Summary published May 11, 2026

Summary by Jeffrey Huang, MD, FASA

Anesthesiology | January 2026

Zhu Y, Feng W, Zhao Y, Han Y, Kong Q, Chai D, Liu J, Shan P, Tian S, Zhang L. Effect of S-Ketamine on Postoperative Delirium in Elderly Patients Undergoing Arthroplasty: A Randomized Controlled Trial. Anesthesiology. 2026 Jan 1;144(1):63-76. doi: 10.1097/ALN.0000000000005800. Epub 2025 Oct 14. PMID: 41086424.

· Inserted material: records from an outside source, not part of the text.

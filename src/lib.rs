use axum::{
    http::{header, HeaderValue, Method},
    routing::{get, post},
    Router,
};
use std::sync::Arc;
use tower_http::{
    cors::{AllowOrigin, Any, CorsLayer},
    limit::RequestBodyLimitLayer,
    trace::TraceLayer,
};
use tracing::warn;

pub mod auth;
pub mod config;
pub mod constants;
pub mod errors;
pub mod extract;
pub mod forum;
pub mod handlers;
pub mod models;
pub mod moderation;
pub mod repositories;
pub mod seeder;
pub mod utils;

use config::Config;
use forum::ForumStore;
use handlers::{
    health_handler,
    moderation_handlers::{
        ban_user_handler, list_banned_handler, reset_warnings_handler, unban_user_handler,
        warn_user_handler,
    },
    post_handlers::{
        create_post_handler, create_reply_handler, delete_post_handler, get_post_handler,
        like_post_handler, like_reply_handler, list_posts_handler,
    },
    user_handlers::{list_users_handler, me_handler},
};
use moderation::{BanState, ModerationAdmin, SanctionLedger};
use repositories::{Repositories, UserRepository};

#[derive(Clone)]
pub struct AppState {
    pub users: Arc<dyn UserRepository>,
    pub forum: ForumStore,
    pub ban_state: BanState,
    pub ledger: SanctionLedger,
    pub admin: ModerationAdmin,
    pub config: Arc<Config>,
}

impl AppState {
    pub fn new(repos: Repositories, config: Config) -> Self {
        let ban_state = BanState::new(repos.users.clone(), config.appeal_url.clone());
        let ledger = SanctionLedger::new(repos.users.clone(), config.appeal_url.clone());
        let admin = ModerationAdmin::new(repos.users.clone(), ban_state.clone(), ledger.clone());
        let forum = ForumStore::new(repos.posts, ban_state.clone(), ledger.clone());

        Self {
            users: repos.users,
            forum,
            ban_state,
            ledger,
            admin,
            config: Arc::new(config),
        }
    }
}

fn cors_layer(origin: &str) -> CorsLayer {
    let allow_origin = if origin == "*" {
        AllowOrigin::from(Any)
    } else {
        match HeaderValue::from_str(origin) {
            Ok(value) => AllowOrigin::exact(value),
            Err(_) => {
                warn!(origin = %origin, "Invalid CORS_ORIGIN, allowing any origin");
                AllowOrigin::from(Any)
            }
        }
    };

    CorsLayer::new()
        .allow_origin(allow_origin)
        .allow_headers([header::CONTENT_TYPE, header::AUTHORIZATION])
        .allow_methods([Method::GET, Method::POST, Method::DELETE])
}

pub fn create_router(state: AppState) -> Router {
    let cors = cors_layer(&state.config.cors_origin);
    let max_body_bytes = state.config.max_body_bytes;

    Router::new()
        .route("/health", get(health_handler))
        .route("/auth/me", get(me_handler))
        .route("/auth/users", get(list_users_handler))
        .route("/forum/posts", get(list_posts_handler).post(create_post_handler))
        .route("/forum/posts/:id", get(get_post_handler).delete(delete_post_handler))
        .route("/forum/posts/:id/replies", post(create_reply_handler))
        .route("/forum/posts/:id/like", post(like_post_handler))
        .route("/forum/posts/:id/replies/:reply_id/like", post(like_reply_handler))
        .route("/forum/moderation/warn", post(warn_user_handler))
        .route("/forum/moderation/ban", post(ban_user_handler))
        .route("/forum/moderation/unban", post(unban_user_handler))
        .route("/forum/moderation/reset-warnings", post(reset_warnings_handler))
        .route("/forum/moderation/banned", get(list_banned_handler))
        .layer(RequestBodyLimitLayer::new(max_body_bytes))
        .layer(TraceLayer::new_for_http())
        .layer(cors)
        .with_state(state)
}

doi: https://doi.org/10.1097/aln.0000000000005800

  • Postoperative delirium (POD) is common among elderly patients undergoing total hip arthroplasty (THA) and total knee arthroplasty (TKA) under neuraxial anesthesia, with a reported incidence of 11–20.7%.
  • POD is associated with prolonged hospital stay, increased healthcare costs, higher mortality, poor cognitive outcomes, and increased risk of dementia.
  • Previous meta-analyses have suggested that S-ketamine (an enantiomer of ketamine) can reduce POD following elective surgery under general anesthesia, potentially by blunting a neuroinflammatory response to surgery.
  • Despite this, other studies have suggested that general anesthetics (e.g., sevoflurane, midazolam, and propofol) may in fact partly counteract S-ketamine’s neuroprotective effects.
  • The authors of this study therefore hypothesized that the neuroprotective effects of S-ketamine may be fully preserved by the avoidance of general anesthesia.
  • In this single-center, prospective, randomized, double-blind, placebo-controlled trial, the authors randomized 372 elderly patients undergoing either THA or TKA under neuraxial anesthesia to receive either an infusion of S-ketamine (0.2mg/kg) or placebo over one hour.
  • In addition, patients randomized to the S-ketamine group had S-ketamine included in their postoperative patient-controlled intravenous analgesia (PCIA) infusions along with sufentanil and ondansetron. Patients in the placebo group only received sufentanil and ondansetron in their PCIA infusions.
  • All participants received a preoperative adductor canal or iliac fascia block, as well as a neuraxial anesthetic as selected by the anesthesia team.
  • The primary outcome was the incidence of POD within the first 3 days postoperatively.
  • POD occurred in 15 patients (8.06%) in the S-ketamine group, compared with 38 patients (20.43%) in the placebo group (adjusted odds ratio 0.29; 95% CI 0.14–0.63; P = 0.002).
  • The authors concluded that S-ketamine significantly reduces POD risk in elderly patients undergoing THA/TKA under neuraxial anesthesia.